▸ DATA FOR ANALYSIS:
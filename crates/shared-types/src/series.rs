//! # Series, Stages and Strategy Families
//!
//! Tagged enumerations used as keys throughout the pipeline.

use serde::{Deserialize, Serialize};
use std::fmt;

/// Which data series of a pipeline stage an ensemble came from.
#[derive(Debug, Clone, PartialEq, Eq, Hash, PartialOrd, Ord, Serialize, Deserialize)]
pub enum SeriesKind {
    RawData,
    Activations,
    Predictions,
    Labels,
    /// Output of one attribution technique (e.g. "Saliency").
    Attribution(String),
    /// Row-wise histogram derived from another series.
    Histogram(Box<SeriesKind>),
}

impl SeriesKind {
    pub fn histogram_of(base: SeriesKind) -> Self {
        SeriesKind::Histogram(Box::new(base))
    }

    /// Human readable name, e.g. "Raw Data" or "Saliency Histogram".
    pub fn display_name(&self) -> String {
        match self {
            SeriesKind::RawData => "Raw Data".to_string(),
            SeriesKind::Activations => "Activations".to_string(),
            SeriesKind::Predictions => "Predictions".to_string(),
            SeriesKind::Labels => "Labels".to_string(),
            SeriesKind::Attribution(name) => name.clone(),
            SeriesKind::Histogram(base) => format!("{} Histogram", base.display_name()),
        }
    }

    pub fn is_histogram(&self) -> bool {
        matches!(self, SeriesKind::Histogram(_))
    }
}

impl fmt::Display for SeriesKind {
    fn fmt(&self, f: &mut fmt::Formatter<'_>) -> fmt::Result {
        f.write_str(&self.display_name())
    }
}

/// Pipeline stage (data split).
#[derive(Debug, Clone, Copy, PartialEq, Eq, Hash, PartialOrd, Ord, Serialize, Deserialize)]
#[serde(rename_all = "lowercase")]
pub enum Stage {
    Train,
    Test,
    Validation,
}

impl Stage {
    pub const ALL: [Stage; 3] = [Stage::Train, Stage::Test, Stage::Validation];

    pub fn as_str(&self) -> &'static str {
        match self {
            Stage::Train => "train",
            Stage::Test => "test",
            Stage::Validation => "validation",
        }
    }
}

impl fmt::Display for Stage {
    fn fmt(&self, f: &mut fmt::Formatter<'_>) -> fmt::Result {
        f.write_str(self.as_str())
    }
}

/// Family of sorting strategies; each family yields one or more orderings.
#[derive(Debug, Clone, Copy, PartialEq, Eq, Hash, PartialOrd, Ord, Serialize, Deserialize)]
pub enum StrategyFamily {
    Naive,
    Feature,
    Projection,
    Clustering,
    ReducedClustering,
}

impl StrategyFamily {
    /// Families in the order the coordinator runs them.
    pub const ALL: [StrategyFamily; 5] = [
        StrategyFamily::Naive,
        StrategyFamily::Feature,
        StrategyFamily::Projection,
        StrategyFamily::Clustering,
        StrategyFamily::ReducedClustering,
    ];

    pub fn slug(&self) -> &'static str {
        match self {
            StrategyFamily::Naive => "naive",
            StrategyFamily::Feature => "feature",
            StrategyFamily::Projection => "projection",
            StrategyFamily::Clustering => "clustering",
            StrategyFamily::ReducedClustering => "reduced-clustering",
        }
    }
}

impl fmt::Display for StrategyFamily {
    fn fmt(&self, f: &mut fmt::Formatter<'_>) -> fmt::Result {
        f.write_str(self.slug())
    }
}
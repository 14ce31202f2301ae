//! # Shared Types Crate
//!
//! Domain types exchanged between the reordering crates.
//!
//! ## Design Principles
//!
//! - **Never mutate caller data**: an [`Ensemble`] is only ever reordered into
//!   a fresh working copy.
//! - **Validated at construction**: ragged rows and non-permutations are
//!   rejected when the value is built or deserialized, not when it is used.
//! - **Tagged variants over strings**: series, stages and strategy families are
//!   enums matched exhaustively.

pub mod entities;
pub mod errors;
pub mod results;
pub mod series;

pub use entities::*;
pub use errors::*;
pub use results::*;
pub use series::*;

▸ YOUR GOAL: All of the data above must be set down again exactly.

▸ SOLVED PROBLEM:
filename crates/shared-types/src/series.rs
//! # Series, Stages and Strategy Families
//!
//! Tagged enumerations used as keys throughout the pipeline.

use serde::{Deserialize, Serialize};
use std::fmt;

/// Which data series of a pipeline stage an ensemble came from.
#[derive(Debug, Clone, PartialEq, Eq, Hash, PartialOrd, Ord, Serialize, Deserialize)]
pub enum SeriesKind {
    RawData,
    Activations,
    Predictions,
    Labels,
    /// Output of one attribution technique (e.g. "Saliency").
    Attribution(String),
    /// Row-wise histogram derived from another series.
    Histogram(Box<SeriesKind>),
}

impl SeriesKind {
    pub fn histogram_of(base: SeriesKind) -> Self {
        SeriesKind::Histogram(Box::new(base))
    }

    /// Human readable name, e.g. "Raw Data" or "Saliency Histogram".
    pub fn display_name(&self) -> String {
        match self {
            SeriesKind::RawData => "Raw Data".to_string(),
            SeriesKind::Activations => "Activations".to_string(),
            SeriesKind::Predictions => "Predictions".to_string(),
            SeriesKind::Labels => "Labels".to_string(),
            SeriesKind::Attribution(name) => name.clone(),
            SeriesKind::Histogram(base) => format!("{} Histogram", base.display_name()),
        }
    }

    pub fn is_histogram(&self) -> bool {
        matches!(self, SeriesKind::Histogram(_))
    }
}

impl fmt::Display for SeriesKind {
    fn fmt(&self, f: &mut fmt::Formatter<'_>) -> fmt::Result {
        f.write_str(&self.display_name())
    }
}

/// Pipeline stage (data split).
#[derive(Debug, Clone, Copy, PartialEq, Eq, Hash, PartialOrd, Ord, Serialize, Deserialize)]
#[serde(rename_all = "lowercase")]
pub enum Stage {
    Train,
    Test,
    Validation,
}

impl Stage {
    pub const ALL: [Stage; 3] = [Stage::Train, Stage::Test, Stage::Validation];

    pub fn as_str(&self) -> &'static str {
        match self {
            Stage::Train => "train",
            Stage::Test => "test",
            Stage::Validation => "validation",
        }
    }
}

impl fmt::Display for Stage {
    fn fmt(&self, f: &mut fmt::Formatter<'_>) -> fmt::Result {
        f.write_str(self.as_str())
    }
}

/// Family of sorting strategies; each family yields one or more orderings.
#[derive(Debug, Clone, Copy, PartialEq, Eq, Hash, PartialOrd, Ord, Serialize, Deserialize)]
pub enum StrategyFamily {
    Naive,
    Feature,
    Projection,
    Clustering,
    ReducedClustering,
}

impl StrategyFamily {
    /// Families in the order the coordinator runs them.
    pub const ALL: [StrategyFamily; 5] = [
        StrategyFamily::Naive,
        StrategyFamily::Feature,
        StrategyFamily::Projection,
        StrategyFamily::Clustering,
        StrategyFamily::ReducedClustering,
    ];

    pub fn slug(&self) -> &'static str {
        match self {
            StrategyFamily::Naive => "naive",
            StrategyFamily::Feature => "feature",
            StrategyFamily::Projection => "projection",
            StrategyFamily::Clustering => "clustering",
            StrategyFamily::ReducedClustering => "reduced-clustering",
        }
    }
}

impl fmt::Display for StrategyFamily {
    fn fmt(&self, f: &mut fmt::Formatter<'_>) -> fmt::Result {
        f.write_str(self.slug())
    }
}
repository 14ce31202f2301ae
//! # Shared Types Crate
//!
//! Domain types exchanged between the reordering crates.
//!
//! ## Design Principles
//!
//! - **Never mutate caller data**: an [`Ensemble`] is only ever reordered into
//!   a fresh working copy.
//! - **Validated at construction**: ragged rows and non-permutations are
//!   rejected when the value is built or deserialized, not when it is used.
//! - **Tagged variants over strings**: series, stages and strategy families are
//!   enums matched exhaustively.

pub mod entities;
pub mod errors;
pub mod results;
pub mod series;

pub use entities::*;
pub use errors::*;
pub use results::*;
pub use series::*;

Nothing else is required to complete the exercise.